**WHAT IS EXPECTED**
Find the word "helpers" in the data below and copy each line that holds it.

**EXTRACTED DATA**
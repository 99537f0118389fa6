use axum::http::StatusCode;
use nbexchange_server::model::exchange::ActionKind;
use nbexchange_server::payloads::exchange::CollectionEntry;
use nbexchange_server::response::ApiResponse;
use serde_json::Value;
use serial_test::serial;

mod helpers;
use helpers::{count_actions, last_action, release_form, setup_test_environment, with_identity};

async fn seed_submissions(server: &axum_test::TestServer) {
    let response = with_identity(server.post("/assignment"), "1-ada", "course_2", "Instructor")
        .add_query_param("course_id", "course_2")
        .add_query_param("assignment_id", "assign_a")
        .multipart(release_form(&["nb1"], b"released archive"))
        .await;
    assert_eq!(response.status_code(), StatusCode::OK);

    for (student, email) in [("1-kim", "kim@example.com"), ("1-lee", "lee@example.com")] {
        let response = with_identity(server.post("/submission"), student, "course_2", "Student")
            .add_query_param("course_id", "course_2")
            .add_query_param("assignment_id", "assign_a")
            .add_header("x-exchange-full-name", format!("Student {student}"))
            .add_header("x-exchange-email", email)
            .multipart(release_form(&[], format!("archive from {student}").as_bytes()))
            .await;
        assert_eq!(response.status_code(), StatusCode::OK);
    }
}

// GET /collections

#[tokio::test]
#[serial]
async fn test_collections_must_be_authenticated() {
    let (server, _pool) = setup_test_environment().await;

    let response = server.get("/collections").await;

    assert_eq!(response.status_code(), StatusCode::FORBIDDEN);
}

#[tokio::test]
#[serial]
async fn test_collections_requires_both_codes() {
    let (server, _pool) = setup_test_environment().await;

    let response =
        with_identity(server.get("/collections"), "1-ada", "course_2", "Instructor").await;

    assert_eq!(response.status_code(), StatusCode::OK);
    let body: ApiResponse<Value> = response.json();
    assert!(!body.success);
    assert_eq!(
        body.note.as_deref(),
        Some("Collections call requires both a course code and an assignment code")
    );
}

#[tokio::test]
#[serial]
async fn test_collections_requires_instructor() {
    let (server, _pool) = setup_test_environment().await;

    let response = with_identity(server.get("/collections"), "1-kim", "course_2", "Student")
        .add_query_param("course_id", "course_2")
        .add_query_param("assignment_id", "assign_a")
        .await;

    let body: ApiResponse<Value> = response.json();
    assert!(!body.success);
    assert_eq!(
        body.note.as_deref(),
        Some("User not an instructor to course course_2")
    );
}

#[tokio::test]
#[serial]
async fn test_collections_empty_when_nothing_submitted() {
    let (server, _pool) = setup_test_environment().await;

    let response = with_identity(server.get("/collections"), "1-ada", "course_2", "Instructor")
        .add_query_param("course_id", "course_2")
        .add_query_param("assignment_id", "assign_a")
        .await;

    assert_eq!(response.status_code(), StatusCode::OK);
    let body: ApiResponse<Vec<CollectionEntry>> = response.json();
    assert!(body.success);
    assert!(body.value.expect("value should be present").is_empty());
}

#[tokio::test]
#[serial]
async fn test_collections_lists_submissions() {
    let (server, _pool) = setup_test_environment().await;
    seed_submissions(&server).await;

    let response = with_identity(server.get("/collections"), "1-ada", "course_2", "Instructor")
        .add_query_param("course_id", "course_2")
        .add_query_param("assignment_id", "assign_a")
        .await;

    assert_eq!(response.status_code(), StatusCode::OK);
    let body: ApiResponse<Vec<CollectionEntry>> = response.json();
    assert!(body.success);
    let entries = body.value.expect("value should be present");
    assert_eq!(entries.len(), 2);

    let students: Vec<&str> = entries.iter().map(|entry| entry.student_id.as_str()).collect();
    assert_eq!(students, vec!["1-kim", "1-lee"]);
    for entry in &entries {
        assert_eq!(entry.assignment_id, "assign_a");
        assert_eq!(entry.course_id, "course_2");
        assert_eq!(entry.status, ActionKind::Submitted);
        assert!(entry.path.is_some());
        let notebooks: Vec<&str> = entry
            .notebooks
            .iter()
            .map(|notebook| notebook.notebook_id.as_str())
            .collect();
        assert_eq!(notebooks, vec!["nb1"]);
    }
}

#[tokio::test]
#[serial]
async fn test_collections_scoped_to_assignment() {
    let (server, _pool) = setup_test_environment().await;
    seed_submissions(&server).await;

    with_identity(server.post("/assignment"), "1-ada", "course_2", "Instructor")
        .add_query_param("course_id", "course_2")
        .add_query_param("assignment_id", "assign_b")
        .multipart(release_form(&[], b"other release"))
        .await;
    with_identity(server.post("/submission"), "1-kim", "course_2", "Student")
        .add_query_param("course_id", "course_2")
        .add_query_param("assignment_id", "assign_b")
        .multipart(release_form(&[], b"other submission"))
        .await;

    let response = with_identity(server.get("/collections"), "1-ada", "course_2", "Instructor")
        .add_query_param("course_id", "course_2")
        .add_query_param("assignment_id", "assign_b")
        .await;

    let body: ApiResponse<Vec<CollectionEntry>> = response.json();
    let entries = body.value.expect("value should be present");
    assert_eq!(entries.len(), 1);
    assert_eq!(entries[0].assignment_id, "assign_b");
    assert_eq!(entries[0].student_id, "1-kim");
}

#[tokio::test]
#[serial]
async fn test_collections_filters_by_user() {
    let (server, _pool) = setup_test_environment().await;
    seed_submissions(&server).await;

    let response = with_identity(server.get("/collections"), "1-ada", "course_2", "Instructor")
        .add_query_param("course_id", "course_2")
        .add_query_param("assignment_id", "assign_a")
        .add_query_param("user_id", "1-kim")
        .await;

    let body: ApiResponse<Vec<CollectionEntry>> = response.json();
    let entries = body.value.expect("value should be present");
    assert_eq!(entries.len(), 1);
    assert_eq!(entries[0].student_id, "1-kim");
}

#[tokio::test]
#[serial]
async fn test_collections_unknown_user_filter_is_empty() {
    let (server, _pool) = setup_test_environment().await;
    seed_submissions(&server).await;

    let response = with_identity(server.get("/collections"), "1-ada", "course_2", "Instructor")
        .add_query_param("course_id", "course_2")
        .add_query_param("assignment_id", "assign_a")
        .add_query_param("user_id", "1-zzz")
        .await;

    let body: ApiResponse<Vec<CollectionEntry>> = response.json();
    assert!(body.success);
    assert!(body.value.expect("value should be present").is_empty());
}

#[tokio::test]
#[serial]
async fn test_collections_exposes_student_profile() {
    let (server, _pool) = setup_test_environment().await;
    seed_submissions(&server).await;

    let response = with_identity(server.get("/collections"), "1-ada", "course_2", "Instructor")
        .add_query_param("course_id", "course_2")
        .add_query_param("assignment_id", "assign_a")
        .add_query_param("user_id", "1-kim")
        .await;

    let body: ApiResponse<Vec<CollectionEntry>> = response.json();
    let entries = body.value.expect("value should be present");
    assert_eq!(entries[0].full_name.as_deref(), Some("Student 1-kim"));
    assert_eq!(entries[0].email.as_deref(), Some("kim@example.com"));
}

// GET /collection

#[tokio::test]
#[serial]
async fn test_collection_requires_all_params() {
    let (server, _pool) = setup_test_environment().await;

    let response = with_identity(server.get("/collection"), "1-ada", "course_2", "Instructor")
        .add_query_param("course_id", "course_2")
        .add_query_param("assignment_id", "assign_a")
        .await;

    let body: ApiResponse<Value> = response.json();
    assert!(!body.success);
    assert_eq!(
        body.note.as_deref(),
        Some("Collection call requires a course code, an assignment code, and a path")
    );
}

#[tokio::test]
#[serial]
async fn test_collection_requires_instructor() {
    let (server, _pool) = setup_test_environment().await;

    let response = with_identity(server.get("/collection"), "1-kim", "course_2", "Student")
        .add_query_param("course_id", "course_2")
        .add_query_param("assignment_id", "assign_a")
        .add_query_param("path", "/tmp/nowhere.tar.gz")
        .await;

    let body: ApiResponse<Value> = response.json();
    assert!(!body.success);
    assert_eq!(
        body.note.as_deref(),
        Some("User not an instructor to course course_2")
    );
}

#[tokio::test]
#[serial]
async fn test_collection_unknown_path_serves_nothing() {
    let (server, pool) = setup_test_environment().await;
    seed_submissions(&server).await;

    let response = with_identity(server.get("/collection"), "1-ada", "course_2", "Instructor")
        .add_query_param("course_id", "course_2")
        .add_query_param("assignment_id", "assign_a")
        .add_query_param("path", "/tmp/nowhere.tar.gz")
        .await;

    assert_eq!(response.status_code(), StatusCode::OK);
    assert!(response.as_bytes().is_empty());
    assert_eq!(count_actions(&pool, ActionKind::Collected).await, 0);
}

#[tokio::test]
#[serial]
async fn test_collection_serves_submission_and_records_action() {
    let (server, pool) = setup_test_environment().await;
    seed_submissions(&server).await;
    let (location, _) = last_action(&pool, ActionKind::Submitted)
        .await
        .expect("submitted action");
    let path = location.expect("submitted action carries a location");

    let response = with_identity(server.get("/collection"), "1-ada", "course_2", "Instructor")
        .add_query_param("course_id", "course_2")
        .add_query_param("assignment_id", "assign_a")
        .add_query_param("path", path.clone())
        .await;

    assert_eq!(response.status_code(), StatusCode::OK);
    assert_eq!(
        response.as_bytes().to_vec(),
        b"archive from 1-lee".to_vec()
    );

    assert_eq!(count_actions(&pool, ActionKind::Collected).await, 1);
    let (collected_location, _) = last_action(&pool, ActionKind::Collected)
        .await
        .expect("collected action");
    assert_eq!(collected_location.as_deref(), Some(path.as_str()));
}

// Verbs the collection surface does not offer

#[tokio::test]
#[serial]
async fn test_collections_post_not_implemented() {
    let (server, _pool) = setup_test_environment().await;

    let response =
        with_identity(server.post("/collections"), "1-ada", "course_2", "Instructor").await;

    assert_eq!(response.status_code(), StatusCode::NOT_IMPLEMENTED);
}

#[tokio::test]
#[serial]
async fn test_collection_post_not_implemented() {
    let (server, _pool) = setup_test_environment().await;

    let response =
        with_identity(server.post("/collection"), "1-ada", "course_2", "Instructor").await;

    assert_eq!(response.status_code(), StatusCode::NOT_IMPLEMENTED);
}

**WRITTEN SOLUTION**
mod helpers;
use helpers::{count_actions, last_action, release_form, setup_test_environment, with_identity};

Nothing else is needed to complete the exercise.